Tallulah Gorge State Park was created in 1993, and the word Tallulah is thought to mean “loud waters” in Cherokee. Considered one of the seven natural wonders of Georgia, Tallulah Gorge is a thousand-foot chasm into which six (6) waterfalls flow. You can hike several trails around the rim, and even into the canyon (if you posses one of the 100 permits they issue each day), and there are several prime spots at which you can look out and absorb the gorge.
There is plenty to see: the gorge is two miles long, filled with the river, the waterfalls, and surrounded by more than 2,700 acres of natural land.
We got there pretty early in the day, hoping to snag one of those coveted permits to hike down into the gorge, but it had rained the night before and, because the rocks were slippery, the park was not issuing any permits. Aapparently the hike is rather strenuous on its own, so you don’t want to add slippery rocks to the mix.
A little disappointing, but the view was spectacular anyway!
Don’t worry, I will be going again just so I can see this and the other waterfalls up close! Be on the lookout for a follow-up post. I want to hike into the gorge for sure; until then, this is as close as I got:
Back in 1970, a 65-year-old man named Karl Wallenda walked across it on a high-wire. Now, see, in my opinion, he was doing a lil too much. But that’s OK, he had the skills to pull it off, and that is a really amazing feat, especially at that age. But me, I was content just to walk my tail across the bridge.
Going down the steps was easy, and the view was definitely worth it:
Going back up the steps was significantly less fun. Good lord.
We had a great time at Tallulah… but it would’ve been a whole different adventure if we could’ve hiked down into the gorge. Ah well, next time.

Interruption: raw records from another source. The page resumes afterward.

//! Fixed timestep simulation tick
//!
//! One tick: apply queued commands, advance the oscillator (or follow the
//! drag target), bounce off the angle limits, solve the loop, then commit and
//! record. Nothing is committed unless the solve succeeds.

use serde::{Deserialize, Serialize};

use super::oscillator;
use super::state::{SimEvent, SimPhase, Simulation, StopReason};
use crate::consts::MAX_SUBSTEPS;
use crate::error::{Result, SimError};

/// Outcome of one committed tick
#[derive(Debug, Clone, Copy, PartialEq, Serialize, Deserialize)]
pub struct TickReport {
    pub tick: u64,
    pub time: f64,
    /// Unwrapped input angle (radians)
    pub input_angle: f64,
    pub coupler_angle: f64,
    pub output_angle: f64,
    pub angular_velocity: f64,
    /// The input hit a limit this tick
    pub limit_stop: bool,
    /// The tick followed a drag target instead of integrating
    pub dragging: bool,
    /// Newton iterations used by the solve
    pub iterations: usize,
}

/// Steps run for one host frame
#[derive(Debug, Clone, Default, PartialEq)]
pub struct FrameAdvance {
    /// Committed ticks, in order
    pub reports: Vec<TickReport>,
    /// Failure that stopped the simulation mid-frame
    pub error: Option<SimError>,
}

impl FrameAdvance {
    /// The reports, or the failure if one occurred
    pub fn into_result(self) -> Result<Vec<TickReport>> {
        match self.error {
            Some(error) => Err(error),
            None => Ok(self.reports),
        }
    }
}

impl Simulation {
    /// Advance one fixed step. Returns `Ok(None)` when nothing was committed:
    /// not running, or the drag target could not be reached (time still
    /// passes in that case).
    ///
    /// A kinematic failure stops the simulation and is returned; the last
    /// valid frame and the tracer are left untouched.
    pub fn tick(&mut self) -> Result<Option<TickReport>> {
        if self.phase != SimPhase::Running {
            return Ok(None);
        }
        self.apply_commands();

        let Some(current) = self.oscillator else {
            // Running without an oscillator cannot be reached through the API.
            self.halt(StopReason::Requested);
            return Ok(None);
        };

        let dt = self.clock.time_step;
        let mut limit_stop = false;
        let dragging = self.drag.is_some();

        let (solution, next) = if let Some(target) = self.drag {
            match self.drag_step(target) {
                Ok(solution) => {
                    let mut held = current;
                    held.hold_at(solution.input_angle);
                    (solution, held)
                }
                Err(error) => {
                    log::warn!("Drag target rejected: {error}");
                    self.push_event(SimEvent::DragRejected { error });
                    self.clock.advance();
                    return Ok(None);
                }
            }
        } else {
            let mut next = match oscillator::step(&current, dt) {
                Ok(next) => next,
                Err(error) => return Err(self.fail(error)),
            };

            let (angle, clamped) = self.linkage.clamp_input(next.angle);
            if clamped {
                next.bounce_at(angle);
                limit_stop = true;
                log::debug!("Limit stop at {:.2}°", angle.to_degrees());
                self.push_event(SimEvent::LimitStop { angle });
            }

            match self.solver.solve(&self.linkage, angle) {
                Ok(solution) => (solution, next),
                Err(error) => return Err(self.fail(error)),
            }
        };

        self.linkage.apply(&solution);
        self.oscillator = Some(next);
        self.clock.advance();
        self.tracer.record(self.clock.elapsed, self.linkage.output_joint());

        Ok(Some(TickReport {
            tick: self.clock.ticks,
            time: self.clock.elapsed,
            input_angle: solution.input_angle,
            coupler_angle: solution.coupler_angle,
            output_angle: solution.output_angle,
            angular_velocity: next.angular_velocity,
            limit_stop,
            dragging,
            iterations: solution.iterations,
        }))
    }

    /// Feed wall-clock time and run as many fixed steps as fit, at most
    /// `MAX_SUBSTEPS`. A failing step ends the frame; the steps committed
    /// before it are still reported.
    pub fn advance(&mut self, frame_dt: f64) -> FrameAdvance {
        let mut frame = FrameAdvance::default();
        if self.phase != SimPhase::Running || !frame_dt.is_finite() || frame_dt <= 0.0 {
            return frame;
        }
        let dt = self.clock.time_step;
        self.accumulator += frame_dt.min(dt * MAX_SUBSTEPS as f64);

        let mut substeps = 0;
        while self.accumulator >= dt && substeps < MAX_SUBSTEPS {
            self.accumulator -= dt;
            substeps += 1;
            match self.tick() {
                Ok(Some(report)) => frame.reports.push(report),
                Ok(None) => {}
                Err(error) => {
                    frame.error = Some(error);
                    break;
                }
            }
            if self.phase != SimPhase::Running {
                break;
            }
        }
        frame
    }

    fn fail(&mut self, error: SimError) -> SimError {
        log::error!("Tick failed: {error}");
        self.push_event(SimEvent::SolverFailure {
            error: error.clone(),
        });
        self.halt(StopReason::SolverFailure);
        error
    }
}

On another note, while we were all the way up in North Georgia, we decided to make a pit stop to explore Minnehaha Falls, which is nearby. Next time you’re up in Rabun County, be sure to check out this 60-ft stunner… BUT also be sure to drive a Jeep of some kind.
OK, so the road leading up to Minnehaha could definitely be worse. But it was a wee bit treacherous for my tiny Yaris; at one point, when we were inching down a road that felt like the surface of the moon, we lost the GPS signal and both T and I muttered “fuuuuck” at the same time.
The hike is incredibly easy, and barely lasts four minutes. And then you arrive…
…at the falls!
I definitely encourage you to make a trip to North Georgia and check out the natural wonders. On a gorgeous, sunshiney day, it’s pretty darn close to heaven on earth.
Speaking of, I’ll end with this beautiful pic I snapped of wildflowers in an obliging field! I love love love Springtime!